The Salisbury Court relied heavily on the Second Circuit’s decision in Halo v. Yale Health Plan, 819 F.3d 42 (2d Cir. 2016), which the Court raised sua sponte as it had not been briefed by either party. In Halo, the Second Circuit rejected the “substantial compliance” rule – which provides that only substantial compliance with the ERISA claim regulations is required. Halo held that strict compliance is necessary, and determined that any violation of the claims procedure regulations results in a de novo standard of review. Halo created an exception to this rule, providing that the plan can preserve deferential review if it proves that it has otherwise established procedures in full conforming with the regulation and can show that its failure to comply with the claims-procedure regulation in the process of a particular claim was inadvertent and harmless. The Court determined that this limited exception did not apply to Prudential, stating that because the insurer had purposefully sought the extension and provided the inadequate grounds for doing so, the violation could not be deemed inadvertent.

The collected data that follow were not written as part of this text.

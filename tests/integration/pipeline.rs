//! End-to-end composition pipelines: speculative composition, conflict
//! repair via renaming, and instantiation of the final trait.

use traitforge::{compose, Record, ResolveMap, Trait, TraitError, Value};

/// A trait of comparison helpers around a required `compare` method.
fn comparable() -> Trait {
    Trait::from_record(
        Record::new()
            .required("compare")
            .method("less_than", |this, args| {
                let ord = this.call("compare", args)?.as_int().unwrap_or(0);
                Ok(Value::Bool(ord < 0))
            })
            .method("equal_to", |this, args| {
                let ord = this.call("compare", args)?.as_int().unwrap_or(0);
                Ok(Value::Bool(ord == 0))
            }),
    )
}

fn interval(low: i64, high: i64) -> Trait {
    Trait::from_record(
        Record::new()
            .value("low", low)
            .value("high", high)
            .method("compare", |this, args| {
                let own = this.get("low")?.as_int().unwrap_or(0);
                let other = args[0].as_int().unwrap_or(0);
                Ok(Value::Int(own - other))
            })
            .method("length", |this, _| {
                let low = this.get("low")?.as_int().unwrap_or(0);
                let high = this.get("high")?.as_int().unwrap_or(0);
                Ok(Value::Int(high - low))
            }),
    )
}

#[test]
fn composition_satisfies_requirements_and_instantiates() {
    let combined = compose([&comparable(), &interval(2, 7)]);
    assert!(combined.is_complete());
    assert!(combined.validate().is_ok());

    let obj = combined.create();
    assert_eq!(obj.call("length", &[]), Ok(Value::Int(5)));
    assert_eq!(obj.call("less_than", &[Value::Int(10)]), Ok(Value::Bool(true)));
    assert_eq!(obj.call("equal_to", &[Value::Int(2)]), Ok(Value::Bool(true)));
}

#[test]
fn unsatisfied_requirement_fails_only_on_access() {
    let obj = comparable().create();

    // Helpers exist and the object was created without complaint
    assert!(obj.has("less_than"));
    assert!(obj.has("compare"));

    // Reading the required slot, directly or through a helper, fails
    assert_eq!(
        obj.get("compare"),
        Err(TraitError::MissingRequired("compare".to_owned()))
    );
    assert_eq!(
        obj.call("less_than", &[Value::Int(1)]),
        Err(TraitError::MissingRequired("compare".to_owned()))
    );
}

#[test]
fn conflict_repair_by_renaming() {
    let json_a = Trait::from_record(Record::new().method("encode", |_, _| Ok(Value::from("a"))));
    let json_b = Trait::from_record(Record::new().method("encode", |_, _| Ok(Value::from("b"))));

    // Speculative composition defers the disagreement
    let clash = compose([&json_a, &json_b]);
    assert_eq!(clash.conflict_names(), vec!["encode"]);

    // The conflict surfaces only when the slot is touched
    let broken = clash.create();
    assert_eq!(
        broken.get("encode"),
        Err(TraitError::UnresolvedConflict("encode".to_owned()))
    );

    // Renaming one contributor away repairs the composition
    let renamed = json_b.resolve(&ResolveMap::new().renaming("encode", "encode_b"));
    let repaired = compose([&json_a, &renamed]);
    // The vacated name left a requirement behind in `renamed`; json_a's
    // concrete `encode` satisfies it.
    assert!(repaired.is_complete());

    let fixed = repaired.create();
    assert_eq!(fixed.call("encode", &[]), Ok(Value::from("a")));
    assert_eq!(fixed.call("encode_b", &[]), Ok(Value::from("b")));
}

#[test]
fn resolve_then_compose_keeps_the_algebra_consistent() {
    let a = Trait::from_record(Record::new().value("x", 1).value("y", 2));
    let b = Trait::from_record(Record::new().value("x", 10));

    // Exclude a's x, let b supply it
    let thinned = a.resolve(&ResolveMap::new().excluding("x"));
    let merged = compose([&thinned, &b]);
    assert!(merged.is_complete());

    let obj = merged.create();
    assert_eq!(obj.get("x"), Ok(Value::Int(10)));
    assert_eq!(obj.get("y"), Ok(Value::Int(2)));
}

#[test]
fn swapped_names_compose_cleanly() {
    let t = Trait::from_record(Record::new().value("first", 1).value("second", 2));
    let swapped = t.resolve(
        &ResolveMap::new()
            .renaming("first", "second")
            .renaming("second", "first"),
    );
    assert!(swapped.is_complete());

    let obj = swapped.create();
    assert_eq!(obj.get("first"), Ok(Value::Int(2)));
    assert_eq!(obj.get("second"), Ok(Value::Int(1)));
}

#[test]
fn pipeline_runs_with_a_subscriber_installed() {
    // Captures the debug/trace output of compose, resolve, and create
    let _ = tracing_subscriber::fmt()
        .with_test_writer()
        .with_max_level(tracing::Level::TRACE)
        .try_init();

    let clashing = compose([
        &Trait::from_record(Record::new().value("size", 1)),
        &Trait::from_record(Record::new().value("size", 2)),
    ]);
    assert_eq!(clashing.conflict_names(), vec!["size"]);

    let repaired = clashing.resolve(&ResolveMap::new().excluding("size"));
    let merged = compose([
        &repaired,
        &Trait::from_record(Record::new().value("size", 3)),
    ]);
    assert!(merged.is_complete());

    let obj = merged.create();
    assert_eq!(obj.get("size"), Ok(Value::Int(3)));
}

#[test]
fn required_names_are_introspectable_before_any_failure() {
    let pipeline = compose([
        &comparable(),
        &Trait::from_record(Record::new().required("serialize")),
    ]);
    let mut missing = pipeline.required_names();
    missing.sort_unstable();
    assert_eq!(missing, vec!["compare", "serialize"]);
    assert!(pipeline.conflict_names().is_empty());
}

This decision is of concern not only because of its very strict reading of Halo and the claims regulations, but also because the Court rendered its decision without giving either side the opportunity to submit additional briefs as to the applicability of Halo. It should be noted that there are some other decisions within the Second Circuit that do not interpret Halo as strictly as Salisbury does, and that courts in other circuits have declined to follow Halo.
Halo and decisions applying it are also significant because the DOL recently issued new claim regulations impose a strict compliance rule very much like the Halo rule. These new regulations will govern claims filed after January 1, 2018. Thus, Halo and now Salisbury may be a harbinger of future litigation in this area.